While Pelosi had promised moderate House Democrats the infrastructure bill would be on the floor, progressives threatened to sink it unless it was coupled with a $3.5 trillion spending measure, recognized as the Build Back Better Act, that covers a mixture of social welfare programs.
Republicans are united against the larger bill, and Senate Democratic moderates Joe Manchin of West Virginia and Kyrsten Sinema of Arizona declined to back $3.5 trillion in new spending, meaning the bill could not pass the Senate. So it was no use for Pelosi to pass it in the House. And she was required to cave on the infrastructure bill because progressives maintained that the other measure be must be considered by the House too or they'd vote against the infrastructure bill.
The White House attempted desperately all week to reach a deal with Manchin and Sinema on the Build Back Better bill, though without success.
'While great progress has been made in the negotiations to develop a House, Senate and White House agreement on the Build Back Better Act, more time is needed to complete the task," Pelosi announced in Dear Colleague letter. "Our priority to create jobs in the health care, family and climate agendas is a shared value. Our Chairs are still working for clarity and consensus. Clearly, the Bipartisan Infrastructure bill will pass once we have agreement on the reconciliation bill."
Pelosi had stated the infrastructure bill would pass. She originally indicated she would put it to a vote Thursday night, yet, she did not. Then she explained it would be voted on Friday, though, she was forced to reverse course again.

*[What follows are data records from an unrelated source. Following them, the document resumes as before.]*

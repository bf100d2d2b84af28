//! Inbound event capabilities and the request-scoped bag.
//!
//! Event adapters declare what identity they carry by implementing the
//! capability traits below, instead of downstream code probing for fields
//! that may or may not exist. Anything a dispatch stage wants to hand to
//! later stages travels in the [`RequestBag`] under a well-known key.

use std::any::Any;
use std::collections::HashMap;

use crate::session::SessionKey;

/// Implemented by events that may carry a sending user.
pub trait HasUser {
    fn user_id(&self) -> Option<i64>;
}

/// Implemented by events that may carry an owning conversation.
pub trait HasConversation {
    fn conversation_id(&self) -> Option<i64>;
}

/// Extract the full session identity from an event.
///
/// Returns `None` unless both halves are present; there are no partial
/// session keys.
pub fn session_key_of<E>(event: &E) -> Option<SessionKey>
where
    E: HasUser + HasConversation + ?Sized,
{
    Some(SessionKey::new(event.user_id()?, event.conversation_id()?))
}

/// Bag key under which the middleware stores the [`SessionContext`].
///
/// [`SessionContext`]: crate::session::SessionContext
pub const SESSION_CONTEXT_KEY: &str = "session_context";

/// Per-event scratch space handed through the dispatch pipeline.
///
/// Values are stored by `&'static str` key and recovered by downcasting,
/// so stages stay decoupled from each other's concrete types.
#[derive(Default)]
pub struct RequestBag {
    entries: HashMap<&'static str, Box<dyn Any + Send>>,
}

impl RequestBag {
    pub fn new() -> Self {
        Self::default()
    }

    pub fn insert<T: Any + Send>(&mut self, key: &'static str, value: T) {
        self.entries.insert(key, Box::new(value));
    }

    pub fn get<T: Any + Send>(&self, key: &str) -> Option<&T> {
        self.entries.get(key)?.downcast_ref()
    }

    pub fn get_mut<T: Any + Send>(&mut self, key: &str) -> Option<&mut T> {
        self.entries.get_mut(key)?.downcast_mut()
    }

    /// Take a value out of the bag. The entry is left in place when it is
    /// present but of a different type.
    pub fn remove<T: Any + Send>(&mut self, key: &str) -> Option<T> {
        if !self.entries.get(key)?.is::<T>() {
            return None;
        }
        self.entries
            .remove(key)
            .and_then(|boxed| boxed.downcast().ok())
            .map(|boxed| *boxed)
    }

    pub fn contains(&self, key: &str) -> bool {
        self.entries.contains_key(key)
    }
}

#[cfg(test)]
mod tests {
    use super::*;

    struct Message {
        from: Option<i64>,
        chat: Option<i64>,
    }

    impl HasUser for Message {
        fn user_id(&self) -> Option<i64> {
            self.from
        }
    }

    impl HasConversation for Message {
        fn conversation_id(&self) -> Option<i64> {
            self.chat
        }
    }

    #[test]
    fn test_session_key_needs_both_halves() {
        let full = Message {
            from: Some(111),
            chat: Some(1000),
        };
        assert_eq!(session_key_of(&full), Some(SessionKey::new(111, 1000)));

        let no_user = Message {
            from: None,
            chat: Some(1000),
        };
        assert_eq!(session_key_of(&no_user), None);

        let no_chat = Message {
            from: Some(111),
            chat: None,
        };
        assert_eq!(session_key_of(&no_chat), None);
    }

    #[test]
    fn test_bag_insert_get() {
        let mut bag = RequestBag::new();
        bag.insert("count", 7usize);

        assert!(bag.contains("count"));
        assert_eq!(bag.get::<usize>("count"), Some(&7));
        assert_eq!(bag.get::<String>("count"), None);
        assert_eq!(bag.get::<usize>("missing"), None);
    }

    #[test]
    fn test_bag_get_mut() {
        let mut bag = RequestBag::new();
        bag.insert("count", 1usize);

        *bag.get_mut::<usize>("count").unwrap() += 1;
        assert_eq!(bag.get::<usize>("count"), Some(&2));
    }

    #[test]
    fn test_bag_remove() {
        let mut bag = RequestBag::new();
        bag.insert("name", String::from("wizard"));

        // Wrong type leaves the entry in place
        assert_eq!(bag.remove::<usize>("name"), None);
        assert!(bag.contains("name"));

        assert_eq!(bag.remove::<String>("name"), Some("wizard".to_string()));
        assert!(!bag.contains("name"));
    }

    #[test]
    fn test_bag_insert_replaces() {
        let mut bag = RequestBag::new();
        bag.insert("count", 1usize);
        bag.insert("count", 2usize);
        assert_eq!(bag.get::<usize>("count"), Some(&2));
    }
}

Meanwhile, Sinema on Saturday tore into Democratic leadership over what she described as an "inexcusable" failure to hold a vote on a bipartisan infrastructure bill -- a move she announced betrays the trust of the American people.
"The failure of the U.S. House to hold a vote on the Infrastructure Investment and Jobs Act is inexcusable, and deeply disappointing for communities across our country," the moderate Democrat said in a lengthy statement. "Denying Americans millions of good-paying jobs, safer roads, cleaner water, more reliable electricity, and better broadband only hurts everyday families."